- [What is being asked]: What must be returned is the number of lines in the records holding the word "host", with no other text.

Dataset entries
//! Wait channels.
//!
//! A wait channel is a FIFO of sleeping threads. Sleepers enqueue
//! themselves while still holding the spinlock that protects the
//! condition they are waiting on; wakers must hold that same spinlock.
//! A wakeup therefore either finds the sleeper queued or happens before
//! the sleeper checked its condition, so none is lost.

use alloc::collections::VecDeque;
use alloc::sync::Arc;
use core::sync::atomic::{AtomicBool, Ordering};

use super::{SpinLock, SpinLockGuard};
use crate::thread::{Scheduler, ThreadId};

struct Waiter {
    thread: ThreadId,
    woken: AtomicBool,
}

/// A queue of threads sleeping on some condition.
pub struct WaitChannel {
    name: &'static str,
    sched: Arc<dyn Scheduler>,
    waiters: SpinLock<VecDeque<Arc<Waiter>>>,
}

impl WaitChannel {
    /// Create an empty channel.
    pub fn new(name: &'static str, sched: Arc<dyn Scheduler>) -> Self {
        Self {
            name,
            sched,
            waiters: SpinLock::new(VecDeque::new()),
        }
    }

    /// Channel name, for diagnostics.
    pub fn name(&self) -> &'static str {
        self.name
    }

    /// Scheduler this channel sleeps through.
    pub fn scheduler(&self) -> &Arc<dyn Scheduler> {
        &self.sched
    }

    /// Sleep until woken, releasing `guard` (a guard of `lock`) meanwhile.
    ///
    /// The lock is reacquired before returning.
    pub fn sleep<'a, T>(
        &self,
        lock: &'a SpinLock<T>,
        guard: SpinLockGuard<'a, T>,
    ) -> SpinLockGuard<'a, T> {
        assert!(
            !self.sched.in_interrupt(),
            "wchan {}: sleeping in interrupt context",
            self.name
        );

        let waiter = Arc::new(Waiter {
            thread: self.sched.current_thread(),
            woken: AtomicBool::new(false),
        });
        self.waiters.lock().push_back(waiter.clone());
        drop(guard);

        while !waiter.woken.load(Ordering::Acquire) {
            self.sched.block();
        }

        lock.lock()
    }

    /// Wake the longest sleeper, if any. Returns whether one was woken.
    pub fn wake_one(&self) -> bool {
        let waiter = self.waiters.lock().pop_front();
        match waiter {
            Some(waiter) => {
                waiter.woken.store(true, Ordering::Release);
                self.sched.unblock(waiter.thread);
                true
            }
            None => false,
        }
    }

    /// Wake every sleeper. Returns how many were woken.
    pub fn wake_all(&self) -> usize {
        let waiters: VecDeque<_> = core::mem::take(&mut *self.waiters.lock());
        let count = waiters.len();
        for waiter in waiters {
            waiter.woken.store(true, Ordering::Release);
            self.sched.unblock(waiter.thread);
        }
        count
    }

    /// Whether nobody is sleeping here.
    pub fn is_empty(&self) -> bool {
        self.waiters.lock().is_empty()
    }
}
//! execv scenarios: argument passing and failure without side effects.

use kproc::{Errno, KernelConfig};
use kproc_e2e::fixtures::{self, StartupView};
use kproc_e2e::{Harness, Recorder};
use storage::OpenFlags;

fn view(args: &[&str]) -> StartupView {
    StartupView {
        args: args.iter().map(|a| a.to_string()).collect(),
        aligned: true,
        sp_is_argv: true,
    }
}

#[test]
fn test_exec_passes_arguments() {
    let harness = Harness::new();
    let seen = fixtures::install_true(&harness);
    harness.install("/bin/launcher", |env| {
        let e = env.execv("/bin/true", &["true", "one", "two"]);
        100 + e.code()
    });

    let status = harness.run("/bin/launcher", &[]).unwrap();
    assert_eq!(status.code(), Some(0));
    assert_eq!(seen.snapshot(), vec![view(&["true", "one", "two"])]);
}

#[test]
fn test_exec_with_empty_argv_uses_path() {
    let harness = Harness::new();
    let seen = fixtures::install_true(&harness);
    harness.install("/bin/launcher", |env| {
        let e = env.execv("/bin/true", &[]);
        100 + e.code()
    });

    assert_eq!(harness.run("/bin/launcher", &[]).unwrap().code(), Some(0));
    assert_eq!(seen.snapshot(), vec![view(&["/bin/true"])]);
}

#[test]
fn test_first_program_gets_arguments() {
    let harness = Harness::new();
    let seen = fixtures::install_true(&harness);

    harness.run("/bin/true", &["true", "", "last"]).unwrap();
    assert_eq!(seen.snapshot(), vec![view(&["true", "", "last"])]);
}

#[test]
fn test_failed_exec_keeps_process_intact() {
    let harness = Harness::new();
    harness.host.fs.create_file("/script", b"#!/bin/sh\n", 0o755).unwrap();
    harness.host.fs.create_file("/data", b"keep", 0o644).unwrap();
    harness.host.fs.create_dir_all("/dir").unwrap();
    let seen = Recorder::new();
    let rec = seen.clone();
    harness.install("/bin/try", move |env| {
        let Ok(fd) = env.open("/data", OpenFlags::RDONLY, 0) else {
            return 1;
        };
        rec.push(env.execv("/nope", &["nope"]));
        rec.push(env.execv("/dir", &["dir"]));
        rec.push(env.execv("/script", &["script"]));
        rec.push(env.execv("/data", &["data"]));

        // Same image, same descriptors, same arguments.
        let mut buf = [0u8; 4];
        match (env.read(fd, &mut buf), env.args()) {
            (Ok(4), Ok(args)) if &buf == b"keep" && args == ["try", "x"] => 7,
            _ => 2,
        }
    });

    let status = harness.run("/bin/try", &["try", "x"]).unwrap();
    assert_eq!(status.code(), Some(7));
    assert_eq!(
        seen.snapshot(),
        vec![Errno::ENOENT, Errno::EACCES, Errno::ENOEXEC, Errno::EACCES]
    );
}

#[test]
fn test_exec_argument_budget() {
    let harness = Harness::with_config(KernelConfig::default().with_arg_max(256));
    let seen = fixtures::install_true(&harness);
    let errors = Recorder::new();
    let rec = errors.clone();
    harness.install("/bin/big", move |env| {
        let long = "x".repeat(300);
        rec.push(env.execv("/bin/true", &["true", long.as_str()]));
        // Still fits.
        let e = env.execv("/bin/true", &["true", "short"]);
        100 + e.code()
    });

    assert_eq!(harness.run("/bin/big", &[]).unwrap().code(), Some(0));
    assert_eq!(errors.snapshot(), vec![Errno::E2BIG]);
    assert_eq!(seen.snapshot(), vec![view(&["true", "short"])]);
}

#[test]
fn test_exec_bad_pointers() {
    let harness = Harness::new();
    let seen = Recorder::new();
    let rec = seen.clone();
    harness.install("/bin/badexec", move |env| {
        let nr = kproc::syscall::SyscallNumber::Execv as u64;
        rec.push(env.raw_syscall(nr, [0, 0, 0, 0, 0, 0]).map(|_| ()));
        let argv = env.argv().addr();
        rec.push(env.raw_syscall(nr, [0x10, argv, 0, 0, 0, 0]).map(|_| ()));
        let path = match env.argv_pointers() {
            Ok(pointers) => pointers[0].addr(),
            Err(_) => return 1,
        };
        rec.push(env.raw_syscall(nr, [path, 0, 0, 0, 0, 0]).map(|_| ()));
        rec.push(env.raw_syscall(nr, [path, argv + 1, 0, 0, 0, 0]).map(|_| ()));
        0
    });

    assert_eq!(harness.run("/bin/badexec", &["/bin/badexec"]).unwrap().code(), Some(0));
    assert_eq!(
        seen.snapshot(),
        vec![
            Err(Errno::EFAULT),
            Err(Errno::EFAULT),
            Err(Errno::EFAULT),
            Err(Errno::EFAULT),
        ]
    );
}

#[test]
fn test_exec_out_of_memory_is_recoverable() {
    let harness = Harness::new();
    let seen = fixtures::install_true(&harness);
    let machine = harness.host.machine.clone();
    let errors = Recorder::new();
    let rec = errors.clone();
    harness.install("/bin/squeeze", move |env| {
        machine.faults().fail_next_space_create();
        rec.push(env.execv("/bin/true", &["true"]));
        let e = env.execv("/bin/true", &["true", "again"]);
        100 + e.code()
    });

    assert_eq!(harness.run("/bin/squeeze", &[]).unwrap().code(), Some(0));
    assert_eq!(errors.snapshot(), vec![Errno::ENOMEM]);
    assert_eq!(seen.snapshot(), vec![view(&["true", "again"])]);
}

#[test]
fn test_exec_keeps_descriptors() {
    let harness = Harness::new();
    harness.install("/bin/writer", |env| match env.write(3, b"from the new image") {
        Ok(_) => 0,
        Err(e) => e.code(),
    });
    harness.install("/bin/setup", |env| {
        match env.open("/out", OpenFlags::WRONLY | OpenFlags::CREAT, 0o644) {
            Ok(3) => {}
            _ => return 1,
        }
        let e = env.execv("/bin/writer", &["writer"]);
        100 + e.code()
    });

    assert_eq!(harness.run("/bin/setup", &[]).unwrap().code(), Some(0));
    assert_eq!(harness.host.fs.read_file("/out").unwrap(), b"from the new image");
}

#[test]
fn test_forked_child_execs() {
    let harness = Harness::new();
    fixtures::install_exit(&harness);
    let seen = Recorder::new();
    let rec = seen.clone();
    harness.install("/bin/shell", move |env| {
        let child = env.fork(|env| {
            let e = env.execv("/bin/exit", &["exit", "17"]);
            100 + e.code()
        });
        let Ok(child) = child else {
            return 1;
        };
        if let Ok(Some((_, status))) = env.waitpid(child, kproc::process::WaitOptions::empty()) {
            rec.push(status.code());
        }
        0
    });

    harness.run("/bin/shell", &[]).unwrap();
    assert_eq!(seen.snapshot(), vec![Some(17)]);
}

#[test]
fn test_spawn_missing_program() {
    let harness = Harness::new();
    assert_eq!(
        harness.run("/bin/absent", &[]),
        Err(kproc_e2e::HarnessError::Spawn(Errno::ENOENT))
    );
    harness.settle().unwrap();
    assert_eq!(harness.process_count(), 1);
}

- [Expected answer]: 5